Google's delusional fantasy has always been you want to buy a guitar, you go on Google, their ad algorithm shows you a perfectly targeted ad for the guitar you want, and you love and trust Google so you click the ad and buy it. They think LLMs will make that actually work, they want to give you a Grima Wormtongue that can simper and manipulate until you do love and trust it, and once you're a rotting husk it whispers the ad algorithm into your ear so you think it was your idea.
I said to take the Wizards staff!!!
If that was the goal then maybe they should've worked harder so that their algo didn't spit out cheap poorly made garbage with a million fake reviews every time I try to search anything remotely purchasable.
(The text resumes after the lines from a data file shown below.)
use axum::{
    extract::{Path, Query, State},
    http::StatusCode,
    response::{IntoResponse, Json},
};
use serde::Serialize;
use std::sync::Arc;
use uuid::Uuid;

use crate::AppState;
use crate::db::models::api::{ApiResponse, ResponseMeta};
use crate::db::models::board::{
    BoardListQuery, CreateBoardRequest, CreateLabelRequest, MoveCardRequest, UpdateBoardRequest,
    UpdateLabelRequest,
};
use crate::middleware::auth::AuthUserInfo;
use crate::routes::db_conn;
use crate::services::boards_service::BoardsService;
use crate::services::context::RequestContext;
use crate::validation::ValidatedJson;

#[derive(Serialize)]
pub struct OnlineUsersResponse {
    pub board_id: Uuid,
    pub user_ids: Vec<Uuid>,
}

// 创建看板
pub async fn create_board(
    State(state): State<Arc<AppState>>,
    auth_info: AuthUserInfo,
    ValidatedJson(payload): ValidatedJson<CreateBoardRequest>,
) -> impl IntoResponse {
    let mut conn = match db_conn(&state) {
        Ok(conn) => conn,
        Err(response) => return response,
    };
    let ctx = RequestContext::from(&auth_info);

    match BoardsService::create(&mut conn, &ctx, &payload) {
        Ok(board) => {
            let response = ApiResponse::created(board, "Board created successfully");
            (StatusCode::CREATED, Json(response)).into_response()
        }
        Err(err) => err.into_response(),
    }
}

// 获取看板列表
pub async fn get_boards(
    State(state): State<Arc<AppState>>,
    auth_info: AuthUserInfo,
    Query(params): Query<BoardListQuery>,
) -> impl IntoResponse {
    let mut conn = match db_conn(&state) {
        Ok(conn) => conn,
        Err(response) => return response,
    };
    let ctx = RequestContext::from(&auth_info);

    match BoardsService::list(&mut conn, &ctx, &params) {
        Ok((boards, pagination, total)) => {
            let meta = ResponseMeta {
                pagination: Some(pagination),
                total_count: Some(total),
                ..Default::default()
            };
            let response =
                ApiResponse::success_with_meta(boards, "Boards retrieved successfully", meta);
            (StatusCode::OK, Json(response)).into_response()
        }
        Err(err) => err.into_response(),
    }
}

// 获取看板详情
pub async fn get_board_details(
    State(state): State<Arc<AppState>>,
    Path(board_id): Path<Uuid>,
    auth_info: AuthUserInfo,
) -> impl IntoResponse {
    let mut conn = match db_conn(&state) {
        Ok(conn) => conn,
        Err(response) => return response,
    };
    let ctx = RequestContext::from(&auth_info);

    match BoardsService::details(&mut conn, &ctx, board_id) {
        Ok(details) => {
            let response = ApiResponse::success(details, "Board retrieved successfully");
            (StatusCode::OK, Json(response)).into_response()
        }
        Err(err) => err.into_response(),
    }
}

// 更新看板
pub async fn update_board(
    State(state): State<Arc<AppState>>,
    Path(board_id): Path<Uuid>,
    auth_info: AuthUserInfo,
    ValidatedJson(payload): ValidatedJson<UpdateBoardRequest>,
) -> impl IntoResponse {
    let mut conn = match db_conn(&state) {
        Ok(conn) => conn,
        Err(response) => return response,
    };
    let ctx = RequestContext::from(&auth_info);

    match BoardsService::update(&mut conn, &ctx, board_id, &payload) {
        Ok(board) => {
            let response = ApiResponse::success(board, "Board updated successfully");
            (StatusCode::OK, Json(response)).into_response()
        }
        Err(err) => err.into_response(),
    }
}

// 删除看板
pub async fn delete_board(
    State(state): State<Arc<AppState>>,
    Path(board_id): Path<Uuid>,
    auth_info: AuthUserInfo,
) -> impl IntoResponse {
    let mut conn = match db_conn(&state) {
        Ok(conn) => conn,
        Err(response) => return response,
    };
    let ctx = RequestContext::from(&auth_info);

    match BoardsService::delete(&mut conn, &ctx, board_id) {
        Ok(()) => {
            let response = ApiResponse::<()>::ok("Board deleted successfully");
            (StatusCode::OK, Json(response)).into_response()
        }
        Err(err) => err.into_response(),
    }
}

// 跨列移动卡片
pub async fn move_card(
    State(state): State<Arc<AppState>>,
    auth_info: AuthUserInfo,
    ValidatedJson(payload): ValidatedJson<MoveCardRequest>,
) -> impl IntoResponse {
    let mut conn = match db_conn(&state) {
        Ok(conn) => conn,
        Err(response) => return response,
    };
    let ctx = RequestContext::from(&auth_info);

    match BoardsService::move_card(&mut conn, &ctx, &payload) {
        Ok(card) => {
            let response = ApiResponse::success(card, "Card moved successfully");
            (StatusCode::OK, Json(response)).into_response()
        }
        Err(err) => err.into_response(),
    }
}

// 在线用户
pub async fn get_online_users(
    State(state): State<Arc<AppState>>,
    Path(board_id): Path<Uuid>,
    auth_info: AuthUserInfo,
) -> impl IntoResponse {
    let membership = match db_conn(&state) {
        Ok(mut conn) => BoardsService::require_member(&mut conn, auth_info.user.id, board_id),
        Err(response) => return response,
    };
    if let Err(err) = membership {
        return err.into_response();
    }

    let user_ids = state.rooms.room_user_ids(board_id).await;
    let response = ApiResponse::success(
        OnlineUsersResponse { board_id, user_ids },
        "Online users retrieved successfully",
    );
    (StatusCode::OK, Json(response)).into_response()
}

// 创建标签
pub async fn create_label(
    State(state): State<Arc<AppState>>,
    Path(board_id): Path<Uuid>,
    auth_info: AuthUserInfo,
    ValidatedJson(payload): ValidatedJson<CreateLabelRequest>,
) -> impl IntoResponse {
    let mut conn = match db_conn(&state) {
        Ok(conn) => conn,
        Err(response) => return response,
    };
    let ctx = RequestContext::from(&auth_info);

    match BoardsService::create_label(&mut conn, &ctx, board_id, &payload) {
        Ok(label) => {
            let response = ApiResponse::created(label, "Label created successfully");
            (StatusCode::CREATED, Json(response)).into_response()
        }
        Err(err) => err.into_response(),
    }
}

// 更新标签
pub async fn update_label(
    State(state): State<Arc<AppState>>,
    Path((board_id, label_id)): Path<(Uuid, Uuid)>,
    auth_info: AuthUserInfo,
    ValidatedJson(payload): ValidatedJson<UpdateLabelRequest>,
) -> impl IntoResponse {
    let mut conn = match db_conn(&state) {
        Ok(conn) => conn,
        Err(response) => return response,
    };
    let ctx = RequestContext::from(&auth_info);

    match BoardsService::update_label(&mut conn, &ctx, board_id, label_id, &payload) {
        Ok(label) => {
            let response = ApiResponse::success(label, "Label updated successfully");
            (StatusCode::OK, Json(response)).into_response()
        }
        Err(err) => err.into_response(),
    }
}

// 删除标签
pub async fn delete_label(
    State(state): State<Arc<AppState>>,
    Path((board_id, label_id)): Path<(Uuid, Uuid)>,
    auth_info: AuthUserInfo,
) -> impl IntoResponse {
    let mut conn = match db_conn(&state) {
        Ok(conn) => conn,
        Err(response) => return response,
    };
    let ctx = RequestContext::from(&auth_info);

    match BoardsService::delete_label(&mut conn, &ctx, board_id, label_id) {
        Ok(()) => {
            let response = ApiResponse::<()>::ok("Label deleted successfully");
            (StatusCode::OK, Json(response)).into_response()
        }
        Err(err) => err.into_response(),
    }
}
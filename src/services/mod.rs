pub mod attachments_service;
pub mod auth_service;
pub mod boards_service;
pub mod cards_service;
pub mod checklists_service;
pub mod columns_service;
pub mod context;
pub mod invitations_service;

pub use attachments_service::AttachmentsService;
pub use auth_service::AuthService;
pub use boards_service::BoardsService;
pub use cards_service::CardsService;
pub use checklists_service::ChecklistsService;
pub use columns_service::ColumnsService;
pub use invitations_service::InvitationsService;
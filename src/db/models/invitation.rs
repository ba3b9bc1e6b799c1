use diesel::prelude::*;
use serde::{Deserialize, Serialize};
use uuid::Uuid;
use validator::Validate;

use crate::db::enums::InvitationStatus;
use crate::db::models::user::UserInfo;
use crate::validation::rules::validate_invitation_answer;

#[derive(Queryable, Selectable, Identifiable, Serialize, Clone, Debug)]
#[diesel(table_name = crate::schema::invitations)]
#[diesel(check_for_backend(diesel::pg::Pg))]
pub struct Invitation {
    pub id: Uuid,
    pub inviter_id: Uuid,
    pub invitee_id: Uuid,
    pub board_id: Uuid,
    pub status: InvitationStatus,
    #[serde(skip_serializing)]
    pub is_destroyed: bool,
    pub created_at: chrono::DateTime<chrono::Utc>,
    pub updated_at: chrono::DateTime<chrono::Utc>,
}

#[derive(Insertable)]
#[diesel(table_name = crate::schema::invitations)]
pub struct NewInvitation {
    pub inviter_id: Uuid,
    pub invitee_id: Uuid,
    pub board_id: Uuid,
    pub status: InvitationStatus,
}

#[derive(Serialize, Clone, Debug)]
pub struct BoardSummary {
    pub id: Uuid,
    pub title: String,
}

#[derive(Serialize, Clone, Debug)]
pub struct InvitationDetails {
    #[serde(flatten)]
    pub invitation: Invitation,
    pub inviter: Option<UserInfo>,
    pub invitee: Option<UserInfo>,
    pub board: Option<BoardSummary>,
}

#[derive(Deserialize, Validate)]
pub struct CreateBoardInvitationRequest {
    #[validate(email(message = "Email is invalid"))]
    pub invitee_email: String,

    pub board_id: Uuid,
}

#[derive(Deserialize, Validate)]
pub struct UpdateInvitationRequest {
    #[validate(custom(function = "validate_invitation_answer"))]
    pub status: InvitationStatus,
}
Because they've sunk billions into the hype train, and it's clear most people don't really want it. So it's being force-fed to everyone in every product to try to get some kind of ROI.
That, and the more interactions it can get, the more data it can suck up to train on and/or sell.
My 2c:
Control:
By adding rules to AI output, the ruling elite seek to regain what the internet took from them: Information control. Some scandal happens? AI monitoring erases all indication of it, or pushes the narrative in the desired direction.
We have easy evidence of that on the Canada subreddit. Trudeau, for his faults, was unequivocally the single friendliest prime minister to Alberta that the country ever had, considerably more so than the hack that was Harper. But thanks to astroturfing and media control, the conservatives of Alberta see him as one of the worst.
Monetization of big data. The other that I can see is that AI can solve end of the big data issue. Sure, big data has reams and reams of data. But they've had trouble processing it and turning it into useful monetizable information/product. Even Google admits that for all of their data on everyone, their clickthrough rates are atrocious. The hope is that AI can sort through those massive data sets and give them the easy data they want.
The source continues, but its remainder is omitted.